Williams says development goals are key Anglican Communion objectives

By staff writers
7 Mar 2007

The Archbishop of Canterbury has said that the Millennium Development Goals (MDGs) provide a key focus for the churches of the Anglican Communion.

Speaking at the start of the TEAM Conference, (Towards Effective Anglican Mission) an international Anglican conference in Boksburg near Johannesburg in South Africa, Dr Rowan Williams said that working towards these objectives raised fundamental and positive challenges for the church:

“In the days ahead there will be questions like these; What are actually the resources that the Anglican Communion worldwide can bring to bear on these challenges; how do we better coordinate the provision of the help we can offer? How do we build effective relationships with government and voluntary organisations world wide, and how do we keep our motivation in combating scourges of disease sharp and focussed? These will be the aims of the meeting ahead of us this week.

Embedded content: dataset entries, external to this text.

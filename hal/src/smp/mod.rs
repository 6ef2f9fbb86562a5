//! # SMP Topology
//!
//! CPU enumeration for power management: which CPUs exist, which cluster
//! they sit in, and whether they are currently online.
//!
//! ```text
//!   Cluster 0 (Aff1=0)          Cluster 1 (Aff1=1)
//!  ┌──────┐ ┌──────┐           ┌──────┐ ┌──────┐
//!  │CPU 0 │ │CPU 1 │           │CPU 4 │ │CPU 5 │
//!  └──────┘ └──────┘           └──────┘ └──────┘
//!  ┌──────┐ ┌──────┐           ┌──────┐ ┌──────┐
//!  │CPU 2 │ │CPU 3 │           │CPU 6 │ │CPU 7 │
//!  └──────┘ └──────┘           └──────┘ └──────┘
//! ```
//!
//! The topology is shared by every CPU. All state is held in atomics so
//! the idle path can query it without taking a lock; hotplug writes a
//! single word per transition.

pub mod cpumask;
pub mod mpidr;

use core::sync::atomic::{AtomicBool, AtomicU32, AtomicU64, AtomicU8, Ordering};

pub use cpumask::CpuMask;
pub use mpidr::Mpidr;

// ============================================================================
// SMP Constants
// ============================================================================

/// Maximum number of supported CPUs
pub const MAX_CPUS: usize = 256;

/// Linear CPU identifier (0, 1, 2, ...)
pub type CpuId = u32;

// ============================================================================
// CPU State
// ============================================================================

/// CPU operational state
#[derive(Debug, Clone, Copy, PartialEq, Eq)]
#[repr(u8)]
pub enum CpuState {
    /// CPU is offline (not started or hot-unplugged)
    Offline  = 0,
    /// CPU is in the process of coming online
    Starting = 1,
    /// CPU is online and running
    Online   = 2,
    /// CPU is going offline
    Stopping = 3,
    /// CPU is in an idle state (low power)
    Idle     = 4,
    /// CPU has encountered a fatal error
    Dead     = 5,
}

impl CpuState {
    /// Check if the CPU is usable (online or idle)
    #[inline]
    pub const fn is_active(self) -> bool {
        matches!(self, CpuState::Online | CpuState::Idle)
    }

    const fn from_raw(value: u8) -> Self {
        match value {
            1 => CpuState::Starting,
            2 => CpuState::Online,
            3 => CpuState::Stopping,
            4 => CpuState::Idle,
            5 => CpuState::Dead,
            _ => CpuState::Offline,
        }
    }
}

/// SMP operation error
#[derive(Debug, Clone, Copy, PartialEq, Eq)]
pub enum SmpError {
    /// CPU id out of range or never registered
    InvalidCpu,
}

// ============================================================================
// Topology
// ============================================================================

struct CpuSlot {
    present: AtomicBool,
    mpidr: AtomicU64,
    state: AtomicU8,
}

impl CpuSlot {
    const fn new() -> Self {
        Self {
            present: AtomicBool::new(false),
            mpidr: AtomicU64::new(0),
            state: AtomicU8::new(CpuState::Offline as u8),
        }
    }
}

/// System CPU topology
pub struct CpuTopology {
    slots: [CpuSlot; MAX_CPUS],
    num_cpus: AtomicU32,
}

impl CpuTopology {
    /// Create an empty topology
    pub const fn new() -> Self {
        #[allow(clippy::declare_interior_mutable_const)]
        const EMPTY: CpuSlot = CpuSlot::new();
        Self {
            slots: [EMPTY; MAX_CPUS],
            num_cpus: AtomicU32::new(0),
        }
    }

    fn slot(&self, cpu: CpuId) -> Option<&CpuSlot> {
        self.slots.get(cpu as usize)
    }

    fn present_slot(&self, cpu: CpuId) -> Option<&CpuSlot> {
        self.slot(cpu)
            .filter(|slot| slot.present.load(Ordering::Acquire))
    }

    /// Register a possible CPU from the firmware description.
    ///
    /// The CPU starts offline. Registering the same id again only updates
    /// its MPIDR.
    pub fn register_cpu(&self, cpu: CpuId, mpidr: Mpidr) -> Result<(), SmpError> {
        let slot = self.slot(cpu).ok_or(SmpError::InvalidCpu)?;
        slot.mpidr.store(mpidr.value(), Ordering::Relaxed);
        if !slot.present.swap(true, Ordering::AcqRel) {
            self.num_cpus.fetch_add(1, Ordering::Relaxed);
        }
        Ok(())
    }

    /// Number of registered (possible) CPUs
    pub fn num_cpus(&self) -> u32 {
        self.num_cpus.load(Ordering::Relaxed)
    }

    /// Check if a CPU was registered
    pub fn is_present(&self, cpu: CpuId) -> bool {
        self.present_slot(cpu).is_some()
    }

    /// Affinity of a registered CPU
    pub fn mpidr(&self, cpu: CpuId) -> Option<Mpidr> {
        self.present_slot(cpu)
            .map(|slot| Mpidr::from_raw(slot.mpidr.load(Ordering::Relaxed)))
    }

    /// Cluster id of a registered CPU
    pub fn cluster_id(&self, cpu: CpuId) -> Option<u8> {
        self.mpidr(cpu).map(Mpidr::cluster_id)
    }

    /// Current state; unregistered CPUs report `Offline`
    pub fn state(&self, cpu: CpuId) -> CpuState {
        self.present_slot(cpu)
            .map(|slot| CpuState::from_raw(slot.state.load(Ordering::Acquire)))
            .unwrap_or(CpuState::Offline)
    }

    /// Move a CPU to a new state, returning the previous one
    pub fn set_state(&self, cpu: CpuId, state: CpuState) -> Result<CpuState, SmpError> {
        let slot = self.present_slot(cpu).ok_or(SmpError::InvalidCpu)?;
        let prev = slot.state.swap(state as u8, Ordering::AcqRel);
        Ok(CpuState::from_raw(prev))
    }

    /// Check if a CPU is online (running or idle)
    #[inline]
    pub fn is_online(&self, cpu: CpuId) -> bool {
        self.state(cpu).is_active()
    }

    /// Mask of registered CPUs
    pub fn possible_mask(&self) -> CpuMask {
        (0..MAX_CPUS as CpuId)
            .filter(|&cpu| self.is_present(cpu))
            .collect()
    }

    /// Mask of online CPUs
    pub fn online_mask(&self) -> CpuMask {
        (0..MAX_CPUS as CpuId)
            .filter(|&cpu| self.is_online(cpu))
            .collect()
    }
}

impl Default for CpuTopology {
    fn default() -> Self {
        Self::new()
    }
}

impl core::fmt::Debug for CpuTopology {
    fn fmt(&self, f: &mut core::fmt::Formatter<'_>) -> core::fmt::Result {
        f.debug_struct("CpuTopology")
            .field("num_cpus", &self.num_cpus())
            .field("online", &self.online_mask())
            .finish()
    }
}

It will bring together an extraordinarily wide range of people from across our Anglican church and I hope that it can really pull us together, give us a shared vision and a shared energy for the tasks.”

Despite differences in the Anglican Communion, aid and development concerns had produced a common understanding he said.

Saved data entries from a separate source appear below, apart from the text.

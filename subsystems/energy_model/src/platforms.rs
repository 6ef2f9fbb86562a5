//! # Platform Energy Tables
//!
//! Static energy data for the supported platforms. Idle-state costs follow
//! the platform's idle-state enumeration:
//!
//! | Index | State                        |
//! |-------|------------------------------|
//! | 0     | active idle (WFI from idle)  |
//! | 1     | WFI                          |
//! | 2     | cpu-sleep                    |
//! | 3     | cluster-sleep                |

use static_assertions::const_assert;

use crate::model::{caps_ascending, CapacityState, EnergyModel, GroupEnergy, IdleStateCost};

// =============================================================================
// TABLES
// =============================================================================

const IDLE_CLUSTER_JUNO_A53: [IdleStateCost; 4] = [
    IdleStateCost { power: 56 },
    IdleStateCost { power: 56 },
    IdleStateCost { power: 56 },
    IdleStateCost { power: 17 },
];

const IDLE_CLUSTER_JUNO_A57: [IdleStateCost; 4] = [
    IdleStateCost { power: 65 },
    IdleStateCost { power: 65 },
    IdleStateCost { power: 65 },
    IdleStateCost { power: 24 },
];

const CAP_CLUSTER_JUNO_A53: [CapacityState; 5] = [
    CapacityState { cap: 235, power: 26 },
    CapacityState { cap: 303, power: 30 },
    CapacityState { cap: 368, power: 39 },
    CapacityState { cap: 406, power: 47 },
    CapacityState { cap: 447, power: 57 },
];

const CAP_CLUSTER_JUNO_A57: [CapacityState; 5] = [
    CapacityState { cap: 417, power: 24 },
    CapacityState { cap: 579, power: 32 },
    CapacityState { cap: 744, power: 43 },
    CapacityState { cap: 883, power: 49 },
    CapacityState { cap: 1024, power: 64 },
];

const IDLE_CORE_JUNO_A53: [IdleStateCost; 4] = [
    IdleStateCost { power: 6 },
    IdleStateCost { power: 6 },
    IdleStateCost { power: 0 },
    IdleStateCost { power: 0 },
];

const IDLE_CORE_JUNO_A57: [IdleStateCost; 4] = [
    IdleStateCost { power: 15 },
    IdleStateCost { power: 15 },
    IdleStateCost { power: 0 },
    IdleStateCost { power: 0 },
];

const CAP_CORE_JUNO_A53: [CapacityState; 5] = [
    CapacityState { cap: 235, power: 33 },
    CapacityState { cap: 302, power: 46 },
    CapacityState { cap: 368, power: 61 },
    CapacityState { cap: 406, power: 76 },
    CapacityState { cap: 447, power: 93 },
];

const CAP_CORE_JUNO_A57: [CapacityState; 5] = [
    CapacityState { cap: 417, power: 168 },
    CapacityState { cap: 579, power: 251 },
    CapacityState { cap: 744, power: 359 },
    CapacityState { cap: 883, power: 479 },
    CapacityState { cap: 1024, power: 616 },
];

const IDLE_CLUSTER_MT8173_A53: [IdleStateCost; 4] = [
    IdleStateCost { power: 184 },
    IdleStateCost { power: 184 },
    IdleStateCost { power: 147 },
    IdleStateCost { power: 4 },
];

const IDLE_CLUSTER_MT8173_A57: [IdleStateCost; 4] = [
    IdleStateCost { power: 171 },
    IdleStateCost { power: 171 },
    IdleStateCost { power: 100 },
    IdleStateCost { power: 18 },
];

const CAP_CLUSTER_MT8173_A53: [CapacityState; 8] = [
    CapacityState { cap: 184, power: 174 },
    CapacityState { cap: 256, power: 107 },
    CapacityState { cap: 368, power: 138 },
    CapacityState { cap: 399, power: 145 },
    CapacityState { cap: 430, power: 144 },
    CapacityState { cap: 512, power: 150 },
    CapacityState { cap: 552, power: 165 },
    CapacityState { cap: 573, power: 164 },
];

const CAP_CLUSTER_MT8173_A57: [CapacityState; 8] = [
    CapacityState { cap: 256, power: 56 },
    CapacityState { cap: 358, power: 89 },
    CapacityState { cap: 512, power: 78 },
    CapacityState { cap: 614, power: 47 },
    CapacityState { cap: 716, power: 101 },
    CapacityState { cap: 819, power: 122 },
    CapacityState { cap: 921, power: 103 },
    CapacityState { cap: 1024, power: 150 },
];

const IDLE_CORE_MT8173_A53: [IdleStateCost; 4] = [
    IdleStateCost { power: 6 },
    IdleStateCost { power: 6 },
    IdleStateCost { power: 0 },
    IdleStateCost { power: 0 },
];

const IDLE_CORE_MT8173_A57: [IdleStateCost; 4] = [
    IdleStateCost { power: 15 },
    IdleStateCost { power: 15 },
    IdleStateCost { power: 0 },
    IdleStateCost { power: 0 },
];

const CAP_CORE_MT8173_A53: [CapacityState; 8] = [
    CapacityState { cap: 184, power: 57 },
    CapacityState { cap: 256, power: 156 },
    CapacityState { cap: 368, power: 255 },
    CapacityState { cap: 399, power: 299 },
    CapacityState { cap: 430, power: 339 },
    CapacityState { cap: 512, power: 472 },
    CapacityState { cap: 552, power: 529 },
    CapacityState { cap: 573, power: 574 },
];

const CAP_CORE_MT8173_A57: [CapacityState; 8] = [
    CapacityState { cap: 256, power: 316 },
    CapacityState { cap: 358, power: 374 },
    CapacityState { cap: 512, power: 640 },
    CapacityState { cap: 614, power: 885 },
    CapacityState { cap: 716, power: 1079 },
    CapacityState { cap: 819, power: 1376 },
    CapacityState { cap: 921, power: 1738 },
    CapacityState { cap: 1024, power: 2207 },
];

const IDLE_CLUSTER_MT6797_LL: [IdleStateCost; 4] = [
    IdleStateCost { power: 184 },
    IdleStateCost { power: 184 },
    IdleStateCost { power: 147 },
    IdleStateCost { power: 4 },
];

const IDLE_CLUSTER_MT6797_L: [IdleStateCost; 4] = [
    IdleStateCost { power: 184 },
    IdleStateCost { power: 184 },
    IdleStateCost { power: 147 },
    IdleStateCost { power: 4 },
];

const IDLE_CLUSTER_MT6797_B: [IdleStateCost; 4] = [
    IdleStateCost { power: 171 },
    IdleStateCost { power: 171 },
    IdleStateCost { power: 100 },
    IdleStateCost { power: 18 },
];

const CAP_CLUSTER_MT6797_LL: [CapacityState; 8] = [
    CapacityState { cap: 184, power: 174 },
    CapacityState { cap: 256, power: 107 },
    CapacityState { cap: 368, power: 138 },
    CapacityState { cap: 399, power: 145 },
    CapacityState { cap: 430, power: 144 },
    CapacityState { cap: 512, power: 150 },
    CapacityState { cap: 552, power: 165 },
    CapacityState { cap: 573, power: 164 },
];

const CAP_CLUSTER_MT6797_L: [CapacityState; 8] = [
    CapacityState { cap: 184, power: 174 },
    CapacityState { cap: 256, power: 107 },
    CapacityState { cap: 368, power: 138 },
    CapacityState { cap: 399, power: 145 },
    CapacityState { cap: 430, power: 144 },
    CapacityState { cap: 512, power: 150 },
    CapacityState { cap: 552, power: 165 },
    CapacityState { cap: 573, power: 164 },
];

const CAP_CLUSTER_MT6797_B: [CapacityState; 8] = [
    CapacityState { cap: 256, power: 56 },
    CapacityState { cap: 358, power: 89 },
    CapacityState { cap: 512, power: 78 },
    CapacityState { cap: 614, power: 47 },
    CapacityState { cap: 716, power: 101 },
    CapacityState { cap: 819, power: 122 },
    CapacityState { cap: 921, power: 103 },
    CapacityState { cap: 1024, power: 150 },
];

const IDLE_CORE_MT6797_LL: [IdleStateCost; 4] = [
    IdleStateCost { power: 6 },
    IdleStateCost { power: 6 },
    IdleStateCost { power: 0 },
    IdleStateCost { power: 0 },
];

const IDLE_CORE_MT6797_L: [IdleStateCost; 4] = [
    IdleStateCost { power: 6 },
    IdleStateCost { power: 6 },
    IdleStateCost { power: 0 },
    IdleStateCost { power: 0 },
];

const IDLE_CORE_MT6797_B: [IdleStateCost; 4] = [
    IdleStateCost { power: 15 },
    IdleStateCost { power: 15 },
    IdleStateCost { power: 0 },
    IdleStateCost { power: 0 },
];

const CAP_CORE_MT6797_LL: [CapacityState; 8] = [
    CapacityState { cap: 184, power: 57 },
    CapacityState { cap: 256, power: 156 },
    CapacityState { cap: 368, power: 255 },
    CapacityState { cap: 399, power: 299 },
    CapacityState { cap: 430, power: 339 },
    CapacityState { cap: 512, power: 472 },
    CapacityState { cap: 552, power: 529 },
    CapacityState { cap: 573, power: 574 },
];

const CAP_CORE_MT6797_L: [CapacityState; 8] = [
    CapacityState { cap: 184, power: 57 },
    CapacityState { cap: 256, power: 156 },
    CapacityState { cap: 368, power: 255 },
    CapacityState { cap: 399, power: 299 },
    CapacityState { cap: 430, power: 339 },
    CapacityState { cap: 512, power: 472 },
    CapacityState { cap: 552, power: 529 },
    CapacityState { cap: 573, power: 574 },
];

const CAP_CORE_MT6797_B: [CapacityState; 8] = [
    CapacityState { cap: 256, power: 316 },
    CapacityState { cap: 358, power: 374 },
    CapacityState { cap: 512, power: 640 },
    CapacityState { cap: 614, power: 885 },
    CapacityState { cap: 716, power: 1079 },
    CapacityState { cap: 819, power: 1376 },
    CapacityState { cap: 921, power: 1738 },
    CapacityState { cap: 1024, power: 2207 },
];

const IDLE_SYSTEM_HIKEY: [IdleStateCost; 4] = [
    IdleStateCost { power: 0 },
    IdleStateCost { power: 0 },
    IdleStateCost { power: 0 },
    IdleStateCost { power: 0 },
];

const CAP_SYSTEM_HIKEY: [CapacityState; 1] = [
    CapacityState { cap: 1024, power: 0 },
];

const IDLE_CLUSTER_HIKEY: [IdleStateCost; 4] = [
    IdleStateCost { power: 107 },
    IdleStateCost { power: 107 },
    IdleStateCost { power: 47 },
    IdleStateCost { power: 0 },
];

const CAP_CLUSTER_HIKEY: [CapacityState; 5] = [
    CapacityState { cap: 178, power: 16 },
    CapacityState { cap: 369, power: 29 },
    CapacityState { cap: 622, power: 47 },
    CapacityState { cap: 819, power: 75 },
    CapacityState { cap: 1024, power: 112 },
];

const IDLE_CORE_HIKEY: [IdleStateCost; 4] = [
    IdleStateCost { power: 15 },
    IdleStateCost { power: 15 },
    IdleStateCost { power: 0 },
    IdleStateCost { power: 0 },
];

const CAP_CORE_HIKEY: [CapacityState; 5] = [
    CapacityState { cap: 178, power: 69 },
    CapacityState { cap: 369, power: 125 },
    CapacityState { cap: 622, power: 224 },
    CapacityState { cap: 819, power: 367 },
    CapacityState { cap: 1024, power: 670 },
];

const_assert!(caps_ascending(&CAP_CLUSTER_JUNO_A53));
const_assert!(caps_ascending(&CAP_CLUSTER_JUNO_A57));
const_assert!(caps_ascending(&CAP_CORE_JUNO_A53));
const_assert!(caps_ascending(&CAP_CORE_JUNO_A57));
const_assert!(caps_ascending(&CAP_CLUSTER_MT8173_A53));
const_assert!(caps_ascending(&CAP_CLUSTER_MT8173_A57));
const_assert!(caps_ascending(&CAP_CORE_MT8173_A53));
const_assert!(caps_ascending(&CAP_CORE_MT8173_A57));
const_assert!(caps_ascending(&CAP_CLUSTER_MT6797_LL));
const_assert!(caps_ascending(&CAP_CLUSTER_MT6797_L));
const_assert!(caps_ascending(&CAP_CLUSTER_MT6797_B));
const_assert!(caps_ascending(&CAP_CORE_MT6797_LL));
const_assert!(caps_ascending(&CAP_CORE_MT6797_L));
const_assert!(caps_ascending(&CAP_CORE_MT6797_B));
const_assert!(caps_ascending(&CAP_SYSTEM_HIKEY));
const_assert!(caps_ascending(&CAP_CLUSTER_HIKEY));
const_assert!(caps_ascending(&CAP_CORE_HIKEY));

// =============================================================================
// GROUP ENERGY
// =============================================================================

static ENERGY_CLUSTER_JUNO_A53: GroupEnergy = GroupEnergy {
    idle_states: &IDLE_CLUSTER_JUNO_A53,
    cap_states: &CAP_CLUSTER_JUNO_A53,
};

static ENERGY_CLUSTER_JUNO_A57: GroupEnergy = GroupEnergy {
    idle_states: &IDLE_CLUSTER_JUNO_A57,
    cap_states: &CAP_CLUSTER_JUNO_A57,
};

static ENERGY_CORE_JUNO_A53: GroupEnergy = GroupEnergy {
    idle_states: &IDLE_CORE_JUNO_A53,
    cap_states: &CAP_CORE_JUNO_A53,
};

static ENERGY_CORE_JUNO_A57: GroupEnergy = GroupEnergy {
    idle_states: &IDLE_CORE_JUNO_A57,
    cap_states: &CAP_CORE_JUNO_A57,
};

static ENERGY_CLUSTER_MT8173_A53: GroupEnergy = GroupEnergy {
    idle_states: &IDLE_CLUSTER_MT8173_A53,
    cap_states: &CAP_CLUSTER_MT8173_A53,
};

static ENERGY_CLUSTER_MT8173_A57: GroupEnergy = GroupEnergy {
    idle_states: &IDLE_CLUSTER_MT8173_A57,
    cap_states: &CAP_CLUSTER_MT8173_A57,
};

static ENERGY_CORE_MT8173_A53: GroupEnergy = GroupEnergy {
    idle_states: &IDLE_CORE_MT8173_A53,
    cap_states: &CAP_CORE_MT8173_A53,
};

static ENERGY_CORE_MT8173_A57: GroupEnergy = GroupEnergy {
    idle_states: &IDLE_CORE_MT8173_A57,
    cap_states: &CAP_CORE_MT8173_A57,
};

static ENERGY_CLUSTER_MT6797_LL: GroupEnergy = GroupEnergy {
    idle_states: &IDLE_CLUSTER_MT6797_LL,
    cap_states: &CAP_CLUSTER_MT6797_LL,
};

static ENERGY_CLUSTER_MT6797_L: GroupEnergy = GroupEnergy {
    idle_states: &IDLE_CLUSTER_MT6797_L,
    cap_states: &CAP_CLUSTER_MT6797_L,
};

static ENERGY_CLUSTER_MT6797_B: GroupEnergy = GroupEnergy {
    idle_states: &IDLE_CLUSTER_MT6797_B,
    cap_states: &CAP_CLUSTER_MT6797_B,
};

static ENERGY_CORE_MT6797_LL: GroupEnergy = GroupEnergy {
    idle_states: &IDLE_CORE_MT6797_LL,
    cap_states: &CAP_CORE_MT6797_LL,
};

static ENERGY_CORE_MT6797_L: GroupEnergy = GroupEnergy {
    idle_states: &IDLE_CORE_MT6797_L,
    cap_states: &CAP_CORE_MT6797_L,
};

static ENERGY_CORE_MT6797_B: GroupEnergy = GroupEnergy {
    idle_states: &IDLE_CORE_MT6797_B,
    cap_states: &CAP_CORE_MT6797_B,
};

static ENERGY_SYSTEM_HIKEY: GroupEnergy = GroupEnergy {
    idle_states: &IDLE_SYSTEM_HIKEY,
    cap_states: &CAP_SYSTEM_HIKEY,
};

static ENERGY_CLUSTER_HIKEY: GroupEnergy = GroupEnergy {
    idle_states: &IDLE_CLUSTER_HIKEY,
    cap_states: &CAP_CLUSTER_HIKEY,
};

static ENERGY_CORE_HIKEY: GroupEnergy = GroupEnergy {
    idle_states: &IDLE_CORE_HIKEY,
    cap_states: &CAP_CORE_HIKEY,
};

// =============================================================================
// PLATFORM MODELS
// =============================================================================

/// ARM Juno r0/r2: cluster 0 = Cortex-A57, cluster 1 = Cortex-A53
pub static JUNO_MODEL: EnergyModel = EnergyModel {
    core: [Some(&ENERGY_CORE_JUNO_A57), Some(&ENERGY_CORE_JUNO_A53), None],
    cluster: [Some(&ENERGY_CLUSTER_JUNO_A57), Some(&ENERGY_CLUSTER_JUNO_A53), None],
    system: [None; 3],
};

/// HiSilicon Hi6220 (HiKey): two identical Cortex-A53 clusters
pub static HIKEY_MODEL: EnergyModel = EnergyModel {
    core: [Some(&ENERGY_CORE_HIKEY), Some(&ENERGY_CORE_HIKEY), None],
    cluster: [Some(&ENERGY_CLUSTER_HIKEY), Some(&ENERGY_CLUSTER_HIKEY), None],
    system: [Some(&ENERGY_SYSTEM_HIKEY), Some(&ENERGY_SYSTEM_HIKEY), None],
};

/// MediaTek MT8173: cluster 0 = Cortex-A53, cluster 1 = Cortex-A57
pub static MT8173_MODEL: EnergyModel = EnergyModel {
    core: [Some(&ENERGY_CORE_MT8173_A53), Some(&ENERGY_CORE_MT8173_A57), None],
    cluster: [Some(&ENERGY_CLUSTER_MT8173_A53), Some(&ENERGY_CLUSTER_MT8173_A57), None],
    system: [None; 3],
};

/// MediaTek MT6797: three clusters (LL, L, big)
pub static MT6797_MODEL: EnergyModel = EnergyModel {
    core: [
        Some(&ENERGY_CORE_MT6797_LL),
        Some(&ENERGY_CORE_MT6797_L),
        Some(&ENERGY_CORE_MT6797_B),
    ],
    cluster: [
        Some(&ENERGY_CLUSTER_MT6797_LL),
        Some(&ENERGY_CLUSTER_MT6797_L),
        Some(&ENERGY_CLUSTER_MT6797_B),
    ],
    system: [None; 3],
};

/// Platform compatible string to model mapping
#[derive(Debug)]
pub struct PlatformMatch {
    /// Root compatible string
    pub compatible: &'static str,
    /// Model used when it matches
    pub model: &'static EnergyModel,
}

/// Registry of known platforms
pub static MODEL_MATCHES: &[PlatformMatch] = &[
    PlatformMatch { compatible: "arm,juno", model: &JUNO_MODEL },
    PlatformMatch { compatible: "hisilicon,hi6220-hikey", model: &HIKEY_MODEL },
    PlatformMatch { compatible: "mediatek,mt8173", model: &MT8173_MODEL },
    PlatformMatch { compatible: "mediatek,mt6797", model: &MT6797_MODEL },
];
//! # Monotonic Time
//!
//! Signed nanosecond timestamps on the monotonic clock, the unit every
//! wakeup deadline and idle-state latency is expressed in.

use core::fmt;
use core::ops::{Add, Sub};

/// Nanoseconds per microsecond
pub const NSEC_PER_USEC: i64 = 1_000;

/// Nanoseconds per second
pub const NSEC_PER_SEC: i64 = 1_000_000_000;

/// Monotonic timestamp or duration in nanoseconds
#[derive(Debug, Clone, Copy, PartialEq, Eq, PartialOrd, Ord, Hash, Default)]
#[repr(transparent)]
pub struct Ktime(i64);

impl Ktime {
    /// Zero
    pub const ZERO: Ktime = Ktime(0);

    /// "Never": no wakeup scheduled
    pub const MAX: Ktime = Ktime(i64::MAX);

    /// From nanoseconds
    #[inline]
    pub const fn from_ns(ns: i64) -> Self {
        Self(ns)
    }

    /// From microseconds (saturating)
    #[inline]
    pub const fn from_us(us: i64) -> Self {
        Self(us.saturating_mul(NSEC_PER_USEC))
    }

    /// Raw nanoseconds
    #[inline]
    pub const fn as_ns(self) -> i64 {
        self.0
    }

    /// Check for the "never" sentinel
    #[inline]
    pub const fn is_max(self) -> bool {
        self.0 == i64::MAX
    }
}

impl Add for Ktime {
    type Output = Ktime;

    fn add(self, rhs: Ktime) -> Ktime {
        Ktime(self.0.saturating_add(rhs.0))
    }
}

impl Sub for Ktime {
    type Output = Ktime;

    fn sub(self, rhs: Ktime) -> Ktime {
        Ktime(self.0.saturating_sub(rhs.0))
    }
}

impl fmt::Display for Ktime {
    fn fmt(&self, f: &mut fmt::Formatter<'_>) -> fmt::Result {
        if self.is_max() {
            f.write_str("never")
        } else {
            write!(f, "{}ns", self.0)
        }
    }
}

#[cfg(test)]
mod tests {
    use super::*;

    #[test]
    fn test_units() {
        assert_eq!(Ktime::from_us(30).as_ns(), 30_000);
        assert_eq!(Ktime::from_us(i64::MAX), Ktime::MAX);
    }

    #[test]
    fn test_saturating_arith() {
        assert_eq!(Ktime::MAX + Ktime::from_ns(1), Ktime::MAX);
        assert_eq!(Ktime::from_ns(5) - Ktime::from_ns(8), Ktime::from_ns(-3));
        assert_eq!(Ktime::from_ns(i64::MIN) - Ktime::from_ns(1), Ktime::from_ns(i64::MIN));
    }
}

“One of the remarkable things is the willingness of people to work together towards addressing development goals as a sort of basic Christian imperative, even when there is tension or disagreement in other areas, and part of the launching of Anglicans in Development from Lambeth Palace was to underline that kind of priority. Part of the purpose of this coming few days is to underline that priority.”

“We do have serious disagreements on some areas of ethics and doctrine, but the fact remains that we’re all called by the same Jesus Christ to the same mission in the world, to the mission of reconciliation, mission of justice, mission of caring, and it would be a very grim reflection on our life as a Christian community if we had to put all that on hold while we sorted out other things.”

He was pleased and privileged, he said, to be back in South Africa after twenty years, describing it as a ‘beacon of hope and inspiration’.